Curated by Deb Thompson
In 1966, maverick French fashion designer Yves Saint Laurent (1936-2008) produced Le Smoking, the first tuxedo for women. This bold move in women’s fashion paralleled the emergence of a feminist revolution that swept through the art world in Europe and North America throughout the 1970’s in what was later labeled the first wave of feminist art. Saint Laurent’s tuxedo displayed what might be called an androgynous style that signified the emergence of women in a traditionally male dominated world. Equality was the word. Free from oppressive restrictions (literally so when it came to fashion), women could live the lives that men had dominated in the art world.
In 1969, young Angelika Werth, fresh out of a dress design school in Germany, relocated to Paris looking for work and a chance to study French literature. She soon found herself employed in the studio of Yves Saint Laurent where she worked as a dress-maker for three years. Saint Laurent’s avant-garde designs, theatrical fashion shows, and other revolutionary business practices, flavoured Werth’s art practice in what has become a successful career in wearable sculptural garments.
Werth tastefully and skillfully serves up an empowered voice of the feminine in her art, much like Judy Chicago’s (1939- ) Dinner Party (1979) whose elegant ceramic plates, needlework table runners and select silverware commerated the lives of women giving voice to hundreds of women who were otherwise over looked in mythology and history. Similar to Judy Chicago and her contemporary Miriam Schapiro (1923 – ), Werth emerges in the art world from the roots of the domestic sphere. This bringing forth of art from non-tradition mediums and processes is one of the hallmarks of early feminist art.
Werth’s relationship to feminism is both personal and political, for example, her 1992 – 2002 Brasserie Quilt Series was made in response to the rising incidence of breast cancer among women and the low level of funding for research it was receiving. Werth’s famous Madeleines responds to a french saying, Pleurer comme une Madeleine or to cry inconsolably. Werth’s Madeleines stand firm and brave in their felted armour ready for the world.

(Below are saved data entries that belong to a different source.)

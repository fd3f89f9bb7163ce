//! Lifecycle status enums and customer segments.
//!
//! Wire forms match the values stored in the JSON fixtures and carried in
//! event payloads: statuses are SCREAMING_SNAKE_CASE (`"SHIPPED"`),
//! segments are lowercase (`"gold"`).

use serde::{Deserialize, Serialize};

/// Overall order lifecycle state.
#[derive(Debug, Clone, Copy, PartialEq, Eq, Hash, Serialize, Deserialize)]
#[serde(rename_all = "SCREAMING_SNAKE_CASE")]
pub enum OrderStatus {
    Pending,
    Processing,
    Shipped,
    Delivered,
    Cancelled,
}

/// Fulfilment state of a single line item within an order.
///
/// Items in one order may ship at different times, which is what makes the
/// order-complete correlation scenario exist in the first place.
#[derive(Debug, Clone, Copy, PartialEq, Eq, Hash, Serialize, Deserialize)]
#[serde(rename_all = "SCREAMING_SNAKE_CASE")]
pub enum LineItemStatus {
    Pending,
    Processing,
    Shipped,
    Delivered,
    Cancelled,
}

impl LineItemStatus {
    /// True for the states that count toward aggregate completion.
    ///
    /// A cancelled item is final too, but it never completes an order.
    pub fn is_terminal(self) -> bool {
        matches!(self, Self::Shipped | Self::Delivered)
    }
}

/// Payment attempt state.
#[derive(Debug, Clone, Copy, PartialEq, Eq, Hash, Serialize, Deserialize)]
#[serde(rename_all = "SCREAMING_SNAKE_CASE")]
pub enum PaymentStatus {
    Pending,
    Success,
    Failed,
    RetryScheduled,
}

/// Customer loyalty segment, used by notification eligibility rules.
#[derive(Debug, Clone, Copy, PartialEq, Eq, Hash, Serialize, Deserialize)]
#[serde(rename_all = "lowercase")]
pub enum CustomerSegment {
    Bronze,
    Silver,
    Gold,
    Platinum,
}

impl std::fmt::Display for OrderStatus {
    fn fmt(&self, f: &mut std::fmt::Formatter<'_>) -> std::fmt::Result {
        let s = match self {
            Self::Pending => "PENDING",
            Self::Processing => "PROCESSING",
            Self::Shipped => "SHIPPED",
            Self::Delivered => "DELIVERED",
            Self::Cancelled => "CANCELLED",
        };
        f.write_str(s)
    }
}

impl std::fmt::Display for LineItemStatus {
    fn fmt(&self, f: &mut std::fmt::Formatter<'_>) -> std::fmt::Result {
        let s = match self {
            Self::Pending => "PENDING",
            Self::Processing => "PROCESSING",
            Self::Shipped => "SHIPPED",
            Self::Delivered => "DELIVERED",
            Self::Cancelled => "CANCELLED",
        };
        f.write_str(s)
    }
}

impl std::fmt::Display for CustomerSegment {
    fn fmt(&self, f: &mut std::fmt::Formatter<'_>) -> std::fmt::Result {
        let s = match self {
            Self::Bronze => "bronze",
            Self::Silver => "silver",
            Self::Gold => "gold",
            Self::Platinum => "platinum",
        };
        f.write_str(s)
    }
}

#[cfg(test)]
mod tests {
    use super::*;

    #[test]
    fn statuses_serialize_to_expected_wire_form() {
        assert_eq!(
            serde_json::to_string(&OrderStatus::Shipped).unwrap(),
            "\"SHIPPED\""
        );
        assert_eq!(
            serde_json::to_string(&PaymentStatus::RetryScheduled).unwrap(),
            "\"RETRY_SCHEDULED\""
        );
        assert_eq!(
            serde_json::to_string(&CustomerSegment::Gold).unwrap(),
            "\"gold\""
        );
    }

    #[test]
    fn shipped_and_delivered_are_terminal() {
        assert!(LineItemStatus::Shipped.is_terminal());
        assert!(LineItemStatus::Delivered.is_terminal());
        assert!(!LineItemStatus::Pending.is_terminal());
        assert!(!LineItemStatus::Processing.is_terminal());
        assert!(!LineItemStatus::Cancelled.is_terminal());
    }
}
//! Aggregate completion tracking across related events.
//!
//! Some notifications only make sense once a *set* of events has been
//! seen — e.g. "your whole order has shipped" requires one terminal event
//! per line item. [`EventCorrelator`] folds those sequences into a single
//! derived [`AggregateCompletion`] signal.
//!
//! Each aggregate is a monotone two-state machine: `tracking` until the
//! observed child set covers the expected set, then `complete`. The
//! transition fires exactly once; entries are retained for the life of the
//! process so duplicate or late events can never re-create an aggregate
//! and fire it again.

use std::collections::{BTreeSet, HashMap};
use std::sync::{Arc, Mutex, RwLock};

use thiserror::Error;

// ---------------------------------------------------------------------------
// Types
// ---------------------------------------------------------------------------

/// Derived signal: every expected child of an aggregate has reached a
/// terminal state. Produced at most once per aggregate id.
#[derive(Debug, Clone, PartialEq, Eq)]
pub struct AggregateCompletion {
    pub aggregate_id: String,
    /// Number of children the aggregate was tracked with.
    pub child_count: usize,
}

/// Errors surfaced to the caller of [`EventCorrelator::observe`].
#[derive(Debug, Error)]
pub enum CorrelatorError {
    /// The caller supplied no expected children, so completion would be
    /// meaningless. This is a configuration error, not a runtime one.
    #[error("Expected child set for aggregate {0} is empty")]
    EmptyExpectedSet(String),
}

/// Read-only view of one tracked aggregate, for diagnostics and tests.
#[derive(Debug, Clone)]
pub struct AggregateSnapshot {
    pub expected: usize,
    pub observed: usize,
    pub complete: bool,
}

impl AggregateSnapshot {
    /// Children still short of a terminal state.
    pub fn remaining(&self) -> usize {
        self.expected - self.observed
    }
}

struct TrackedAggregate {
    expected: BTreeSet<String>,
    observed: BTreeSet<String>,
    fired: bool,
}

// ---------------------------------------------------------------------------
// EventCorrelator
// ---------------------------------------------------------------------------

/// Correlates per-child events into per-aggregate completion signals.
///
/// The entry map is guarded by an outer `RwLock` for insertion only; each
/// entry carries its own mutex, so observations for unrelated aggregates
/// never serialize against each other while observations for the same
/// aggregate do — which is what keeps the completion transition
/// at-most-once under concurrent publishers.
pub struct EventCorrelator {
    entries: RwLock<HashMap<String, Arc<Mutex<TrackedAggregate>>>>,
}

impl EventCorrelator {
    pub fn new() -> Self {
        Self {
            entries: RwLock::new(HashMap::new()),
        }
    }

    /// Record one observation for `aggregate_id`.
    ///
    /// The first observation of an aggregate seeds its entry from
    /// `expected_children`; later calls reuse the seeded set. When
    /// `is_terminal` is true, `child_id` is added to the observed set
    /// (idempotently). The completion signal is returned on the exact
    /// observation that brings the observed set to full coverage, and
    /// never again for the same aggregate.
    ///
    /// # Errors
    ///
    /// [`CorrelatorError::EmptyExpectedSet`] when `expected_children` is
    /// empty — surfaced immediately to the caller rather than tracked.
    pub fn observe(
        &self,
        aggregate_id: &str,
        child_id: &str,
        expected_children: &BTreeSet<String>,
        is_terminal: bool,
    ) -> Result<Option<AggregateCompletion>, CorrelatorError> {
        if expected_children.is_empty() {
            return Err(CorrelatorError::EmptyExpectedSet(aggregate_id.to_string()));
        }

        let entry = self.entry_or_seed(aggregate_id, expected_children);
        let mut state = entry.lock().expect("aggregate entry poisoned");

        if state.expected != *expected_children {
            // The seeded set wins; re-seeding a live aggregate would let a
            // disagreeing publisher reopen or never-complete it.
            tracing::warn!(
                aggregate_id,
                seeded = state.expected.len(),
                supplied = expected_children.len(),
                "Expected child set differs from seeded set, keeping seeded"
            );
        }

        if is_terminal {
            if state.expected.contains(child_id) {
                state.observed.insert(child_id.to_string());
            } else {
                tracing::warn!(
                    aggregate_id,
                    child_id,
                    "Terminal event for child outside the expected set, ignoring"
                );
            }
        }

        tracing::debug!(
            aggregate_id,
            child_id,
            observed = state.observed.len(),
            expected = state.expected.len(),
            "Observed aggregate child"
        );

        if !state.fired && state.observed == state.expected {
            state.fired = true;
            tracing::info!(
                aggregate_id,
                children = state.expected.len(),
                "Aggregate complete, all children terminal"
            );
            return Ok(Some(AggregateCompletion {
                aggregate_id: aggregate_id.to_string(),
                child_count: state.expected.len(),
            }));
        }

        Ok(None)
    }

    /// Current state of a tracked aggregate, if any.
    pub fn snapshot(&self, aggregate_id: &str) -> Option<AggregateSnapshot> {
        let entries = self.entries.read().expect("aggregate map poisoned");
        let entry = entries.get(aggregate_id)?;
        let state = entry.lock().expect("aggregate entry poisoned");
        Some(AggregateSnapshot {
            expected: state.expected.len(),
            observed: state.observed.len(),
            complete: state.fired,
        })
    }

    /// Number of aggregates ever tracked (entries are never evicted).
    pub fn tracked_count(&self) -> usize {
        self.entries.read().expect("aggregate map poisoned").len()
    }

    fn entry_or_seed(
        &self,
        aggregate_id: &str,
        expected_children: &BTreeSet<String>,
    ) -> Arc<Mutex<TrackedAggregate>> {
        if let Some(entry) = self
            .entries
            .read()
            .expect("aggregate map poisoned")
            .get(aggregate_id)
        {
            return Arc::clone(entry);
        }

        let mut entries = self.entries.write().expect("aggregate map poisoned");
        let entry = entries
            .entry(aggregate_id.to_string())
            .or_insert_with(|| {
                tracing::debug!(
                    aggregate_id,
                    children = expected_children.len(),
                    "Tracking new aggregate"
                );
                Arc::new(Mutex::new(TrackedAggregate {
                    expected: expected_children.clone(),
                    observed: BTreeSet::new(),
                    fired: false,
                }))
            });
        Arc::clone(entry)
    }
}

impl Default for EventCorrelator {
    fn default() -> Self {
        Self::new()
    }
}

// ---------------------------------------------------------------------------
// Tests
// ---------------------------------------------------------------------------
//! Payment attempt records.

use serde::{Deserialize, Serialize};
use validator::Validate;

use crate::status::PaymentStatus;
use crate::types::{CustomerId, OrderId, PaymentId, Timestamp};

/// A payment attempt against an order.
#[derive(Debug, Clone, Serialize, Deserialize, Validate)]
pub struct Payment {
    pub id: PaymentId,
    pub order_id: OrderId,
    pub customer_id: CustomerId,
    #[validate(range(min = 0.0))]
    pub amount: f64,
    #[serde(default = "default_status")]
    pub status: PaymentStatus,
    #[serde(default)]
    pub failure_reason: Option<String>,
    #[serde(default = "default_attempt")]
    pub attempt_number: u32,
    #[serde(default = "chrono::Utc::now")]
    pub created_at: Timestamp,
}

fn default_status() -> PaymentStatus {
    PaymentStatus::Pending
}

fn default_attempt() -> u32 {
    1
}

Ladies in Tents is a departure from Werth’s previous focus on hand felted material – a choice inspired by her interest in creating strong, fine, thin felted material pliable enough to form into wearable garments. The Ladies in Tents series has several roots of conception for Werth. While rummaging in Nelson’s Salvation Army clothing store, a favorite pastime for Werth, she found an old canvas pioneer tent that was to be the beginning of her first tent dress.
Poignant in Werth’s memory are images of homeless people sleeping in European Cathedrals, protected under the roof of the mother church. [I am reminded of the images of Mary with her open cloak taking in the world]. Synchronistically, Werth was reading the poetry of Renaissance writer Christopher Marlowe (1564-1593) musing on lines from The Passionate Sheppard to His Love. Werth imagined a love story beneath the canopy of a tent dress.
This covert love affair beneath the veil of fabric summons a poetic metaphor for Werth’s practice. The boxing gloves have dropped and the skirt is widely cast for a new sort of union. A new garment in the history of feminist art: a wedding dress arcs across the gallery.
Angelika Werth is a contemporary sculptor/designer working in fiber. Influenced by her time in Paris at Yves Saint Laurent, her theatrical garments are both stand-alone sculpture and wearable art. Meticulous craftsmanship, aesthetic beauty and innovative design are the hallmarks of her work.
Angelika’s work has been exhibited widely in Canada and abroad and is included in private collections from the B.C. Provincial Collection to the Cambridge Art Gallery in Ontario.
She has received awards from the B.C. Arts Council, Canada Council and won second price in an international exhibition in Chateau Chassy en Morvan, France. Long recognized for her exceptional skill level in contemporary craft, Werth received the BC Creative Achievement Award in 2008 and was chosen to be this year’s cultural Ambassador in the Arts for the city of Nelson.
Angelika also teaches Pattern Drafting and Design, Fibre Construction, Advanced Detailing, Advanced Pattern Design, Draping and Upholstery and Objects for Interiors for the Kootenay School of the Arts in Nelson as well as workshops around B.C. and Alberta.